Week 12 - Worker Pools, Leak Detection, Deadlock Prevention¶

12.1 Conceptual Core¶

Worker pool is the canonical "bounded concurrency" pattern: N worker goroutines consuming from a shared task channel. Bounds CPU, memory, and downstream RPC concurrency simultaneously.
Goroutine leaks are Go's silent OOM. Most common shapes:
Goroutine blocked on a channel that is never closed and never sent to.
Goroutine blocked on <-ctx.Done() of a context that nobody cancels.
Goroutine holding a reference (closure capture) to a request object that is now done.
time.After in a select loop (allocates a timer per iteration; the timer leaks until expiry).
Deadlocks in Go are detected only by the runtime's "all goroutines asleep" check, which fires only when every goroutine is blocked. Most production deadlocks are partial: a subsystem deadlocks while the rest of the program runs. The race detector does not catch these.

12.2 Mechanical Detail¶

The canonical worker pool:

func RunPool[T, R any](ctx context.Context, n int, in <-chan T, fn func(context.Context, T) (R, error)) <-chan Result[R] {
    out := make(chan Result[R])
    var wg sync.WaitGroup
    wg.Add(n)
    for i := 0; i < n; i++ {
        go func() {
            defer wg.Done()
            for {
                select {
                case <-ctx.Done():
                    return
                case task, ok := <-in:
                    if !ok { return }
                    r, err := fn(ctx, task)
                    select {
                    case out <- Result[R]{r, err}:
                    case <-ctx.Done():
                        return
                    }
                }
            }
        }()
    }
    go func() { wg.Wait(); close(out) }()
    return out
}

Every line above is load-bearing: the double-select on input and output, the wg.Done in defer, the closer goroutine after wg.Wait.

Leak detection tooling:
goleak for tests.
pprof goroutine for production: curl /debug/pprof/goroutine?debug=2 dumps every goroutine's stack. Read it.
runtime.NumGoroutine() exported as a metric. A monotonically growing count is the leak signal.
Deadlock detection:
go-deadlock (sasha-s/go-deadlock) wraps sync.Mutex with timing-based deadlock detection in dev builds.
For partial deadlocks: instrumentation on the lock acquisition path (lock contention metrics from runtime/metrics).
Backpressure: when the worker pool is saturated, what should the caller see? Three strategies: block (default), drop (with metric), reject (return error). The choice is application-dependent; document it.

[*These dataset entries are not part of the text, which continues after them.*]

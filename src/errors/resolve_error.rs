use thiserror::Error;

/// Taxonomía de fallos de una resolución. El `Display` de cada variante es
/// el texto que viaja en el campo `error` del registro final, directamente
/// presentable al usuario.
#[derive(Debug, Error, Clone, PartialEq, Eq)]
pub enum ResolveError {
    /// La entrada no parsea como notación estructural.
    #[error("Invalid SMILES string.")]
    InvalidNotation,
    /// Parsea pero no pasa la sanitización química (p. ej. valencias).
    #[error("Invalid structure: {0}")]
    InvalidStructure(String),
    /// El nombre no se pudo resolver ni local ni remotamente. Colapsa todos
    /// los modos de fallo de red/lookup; lleva la consulta original.
    #[error("Could not find compound: '{0}'. Try a common name (e.g., Aspirin) or check spelling.")]
    CompoundNotFound(String),
    /// Fallo inesperado durante la derivación de propiedades.
    #[error("Error processing: {0}")]
    Processing(String),
}

#[cfg(test)]
mod tests {
    use super::*;

    #[test]
    fn test_invalid_notation_message() {
        assert_eq!(ResolveError::InvalidNotation.to_string(), "Invalid SMILES string.");
    }

    #[test]
    fn test_not_found_carries_query() {
        let err = ResolveError::CompoundNotFound("unobtainium".into());
        assert!(err.to_string().contains("'unobtainium'"));
    }

    #[test]
    fn test_invalid_structure_carries_message() {
        let err = ResolveError::InvalidStructure("bad valence".into());
        assert_eq!(err.to_string(), "Invalid structure: bad valence");
    }
}
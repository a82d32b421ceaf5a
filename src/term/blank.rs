//! Blank node representation and response-local relabeling

use std::fmt;
use std::hash::Hasher;
use std::sync::Arc;

use fnv::{FnvHashMap, FnvHasher};

use super::{Term, Triple};

/// A blank node, identified by its label
///
/// Labels are only meaningful inside one remote response. Before a response
/// reaches the store its blank nodes are renamed with
/// [`canonicalize_blank_nodes`], so the stored label depends on the
/// statements around the node and not on the endpoint's serializer.
#[derive(Clone, PartialEq, Eq, Hash, PartialOrd, Ord)]
pub struct BlankNode {
    label: Arc<str>,
}

impl BlankNode {
    /// Create a blank node with a label
    pub fn labeled(label: impl Into<Arc<str>>) -> Self {
        BlankNode { label: label.into() }
    }

    /// Get the label
    pub fn label(&self) -> &str {
        &self.label
    }
}

impl fmt::Debug for BlankNode {
    fn fmt(&self, f: &mut fmt::Formatter<'_>) -> fmt::Result {
        write!(f, "_:{}", self.label)
    }
}

impl fmt::Display for BlankNode {
    fn fmt(&self, f: &mut fmt::Formatter<'_>) -> fmt::Result {
        write!(f, "_:{}", self.label)
    }
}

/// Prefix of every label produced by [`canonicalize_blank_nodes`]
const CANONICAL_PREFIX: &str = "k";

/// Rename the blank nodes of one response after the statements holding them
///
/// A node used as an object is named from the `(subject, predicate)` pairs
/// pointing at it; a node that only appears as a subject is named from its
/// `(predicate, object)` pairs. Other blank nodes are masked while hashing,
/// so the result does not depend on any incoming label. Two nodes held by
/// the same pairs get the same name.
pub fn canonicalize_blank_nodes(triples: Vec<Triple>) -> Vec<Triple> {
    if !triples
        .iter()
        .any(|t| matches!(t.subject, Term::BlankNode(_)) || matches!(t.object, Term::BlankNode(_)))
    {
        return triples;
    }

    let mut incoming: FnvHashMap<BlankNode, Vec<String>> = FnvHashMap::default();
    let mut outgoing: FnvHashMap<BlankNode, Vec<String>> = FnvHashMap::default();
    for t in &triples {
        if let Term::BlankNode(b) = &t.object {
            incoming
                .entry(b.clone())
                .or_default()
                .push(format!("< {} {}", masked(&t.subject), t.predicate));
        }
        if let Term::BlankNode(b) = &t.subject {
            outgoing
                .entry(b.clone())
                .or_default()
                .push(format!("> {} {}", t.predicate, masked(&t.object)));
        }
    }
    for (node, signature) in outgoing {
        incoming.entry(node).or_insert(signature);
    }

    let labels: FnvHashMap<BlankNode, BlankNode> = incoming
        .into_iter()
        .map(|(node, mut signature)| {
            signature.sort_unstable();
            signature.dedup();
            let mut hasher = FnvHasher::default();
            for line in &signature {
                hasher.write(line.as_bytes());
                hasher.write_u8(b'\n');
            }
            let label = format!("{}{:016x}", CANONICAL_PREFIX, hasher.finish());
            (node, BlankNode::labeled(label))
        })
        .collect();

    let rename = |term: Term| match term {
        Term::BlankNode(b) => Term::BlankNode(labels.get(&b).cloned().unwrap_or(b)),
        other => other,
    };
    triples
        .into_iter()
        .map(|t| Triple::new(rename(t.subject), t.predicate, rename(t.object)))
        .collect()
}

fn masked(term: &Term) -> String {
    match term {
        Term::BlankNode(_) => "_".to_string(),
        other => other.to_string(),
    }
}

12.3 Lab-"Worker Pool Survival Test"¶

Build a worker pool that handles: 1. Backpressure-bounded input channel, drop-with-metric on overflow. 2. Graceful shutdown-on ctx.Done(), drain in-flight tasks within a deadline, then abandon the rest. 3. Per-task timeouts-WithTimeout(ctx, 100ms) per task. 4. Panic isolation-a panic in one task does not kill the worker; recover and report. 5. Leak-clean-goleak passes after cancel(); pool.Wait().

Stress-test with 1M tasks across 1000 workers under - race`.

12.4 Idiomatic & `golangci-lint` Drill¶

bodyclose (HTTP responses leaked), rowserrcheck (sql.Rows.Err unchecked), sqlclosecheck. All three are leak-class lints; enable them as - D warnings`.

12.5 Production Hardening Slice¶

Add a /debug/pprof/goroutine periodic snapshot job to your service template: every 5 minutes, capture the goroutine count and the top-N stacks. Surface as a Prometheus gauge with stack-hash labels (low cardinality). On a leak, you will see which stack is growing without paging anyone.

Month 3 Capstone Deliverable¶

A concurrency-lab/ workspace: 1. chan-bench (week 9)-channel vs mutex vs atomic ring, with a markdown writeup. 2. spsc-ring (week 10)-atomic-only, race-clean, with cache-pad ablation. 3. context-discipline (week 11)-a refactored HTTP service plus a singleflight cache demo. 4. survival-pool (week 12)-the worker pool that survives the five failure modes.

CI gates additions: - raceon every test, - race -count=100 on critical packages, goleak baseline, 0-alloc regression guard on the SPSC ring's hot path. Open one upstream PR-even a doc fix to errgroup or `singleflight - by month end.